データベースコア技術、研究用コードベース、関係データベースシステム、OLAP、問合せ処理

データベースコア技術の研究を行う上では,新たな技術を実装し評価するための土台として,所謂トイプログラムの域を脱したコードベースが必要不可欠である.OSSのデータベースシステムがこの目的でしばしば用いられるが,既存設計の制約が障害となり,挑戦的な技術の実装・評価には必ずしも最適ではない場合も多い.

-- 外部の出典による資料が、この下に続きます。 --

// SPDX-License-Identifier: AGPL-3.0-or-later
//
// Copyright (C) 2026 Relational Network

//! RFC 7807 problem responses for denied requests.
//!
//! [`render_denial`] is a pure mapping from a [`DenialOutcome`] to an
//! [`ApiProblem`]. Bodies are generic: they never say which check failed or
//! which scopes were missing. Those details only go to the logs.

use axum::{
    http::{header, HeaderValue, StatusCode},
    response::{IntoResponse, Response},
    Json,
};
use serde::Serialize;
use utoipa::ToSchema;

use crate::auth::{DenialDetail, DenialKind, DenialOutcome};

pub const PROBLEM_CONTENT_TYPE: &str = "application/problem+json";

const UNAUTHENTICATED_DETAIL: &str = "Full authentication is required to access this resource";
const FORBIDDEN_DETAIL: &str = "insufficient privileges";

/// Problem details body.
#[derive(Debug, Clone, PartialEq, Eq, Serialize, ToSchema)]
pub struct Problem {
    #[serde(rename = "type")]
    #[schema(example = "about:blank")]
    pub problem_type: String,
    #[schema(example = "Unauthorized")]
    pub title: String,
    #[schema(example = 401)]
    pub status: u16,
    #[schema(example = "Full authentication is required to access this resource")]
    pub detail: String,
}

/// A problem plus the headers that go with it.
#[derive(Debug, Clone, PartialEq, Eq)]
pub struct ApiProblem {
    pub status: StatusCode,
    pub problem: Problem,
    /// Value of the `WWW-Authenticate` header, if any.
    pub challenge: Option<&'static str>,
}

impl ApiProblem {
    pub fn new(status: StatusCode, detail: impl Into<String>) -> Self {
        Self {
            status,
            problem: Problem {
                problem_type: "about:blank".to_string(),
                title: status.canonical_reason().unwrap_or("Error").to_string(),
                status: status.as_u16(),
                detail: detail.into(),
            },
            challenge: None,
        }
    }

    pub fn with_challenge(mut self, challenge: &'static str) -> Self {
        self.challenge = Some(challenge);
        self
    }
}

/// Map a denial to its response.
///
/// Unauthenticated is 401 with a `WWW-Authenticate: Bearer` challenge
/// (RFC 6750 §3); Forbidden is 403.
pub fn render_denial(denial: &DenialOutcome) -> ApiProblem {
    match denial.kind() {
        DenialKind::Unauthenticated => {
            let challenge = match denial.detail() {
                DenialDetail::MissingCredentials => "Bearer",
                _ => r#"Bearer error="invalid_token""#,
            };
            ApiProblem::new(StatusCode::UNAUTHORIZED, UNAUTHENTICATED_DETAIL)
                .with_challenge(challenge)
        }
        DenialKind::Forbidden => ApiProblem::new(StatusCode::FORBIDDEN, FORBIDDEN_DETAIL)
            .with_challenge(r#"Bearer error="insufficient_scope""#),
    }
}

impl From<DenialOutcome> for ApiProblem {
    fn from(denial: DenialOutcome) -> Self {
        render_denial(&denial)
    }
}

impl IntoResponse for ApiProblem {
    fn into_response(self) -> Response {
        let mut response = (self.status, Json(self.problem)).into_response();
        let headers = response.headers_mut();
        headers.insert(
            header::CONTENT_TYPE,
            HeaderValue::from_static(PROBLEM_CONTENT_TYPE),
        );
        if let Some(challenge) = self.challenge {
            headers.insert(header::WWW_AUTHENTICATE, HeaderValue::from_static(challenge));
        }
        response
    }
}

本論文では,データベースコア技術研究のためのコードベースとして東京大学が開発するanagodbを紹介する.anagodbは分析系クエリの高速処理に特化した関係データベースシステムであり,東京大学にて培われた高速クエリ処理技法の知見に基づきフロムスクラッチで開発されている.コード規模が最小限となるよう機能性は絞り込みつつ,TPC-HベンチマークをSQLクエリのまま実行できる程度の実用性を持つ.クエリオペレータ等をプラガブルに拡張可能な枠組みにより新規技術の実装を容易にするとともに,高速バルクローダにより大規模データを用いた実験を機動的に繰り返すことが可能である.本論文では,anagodbの設計と実装,およびその性能評価を示す.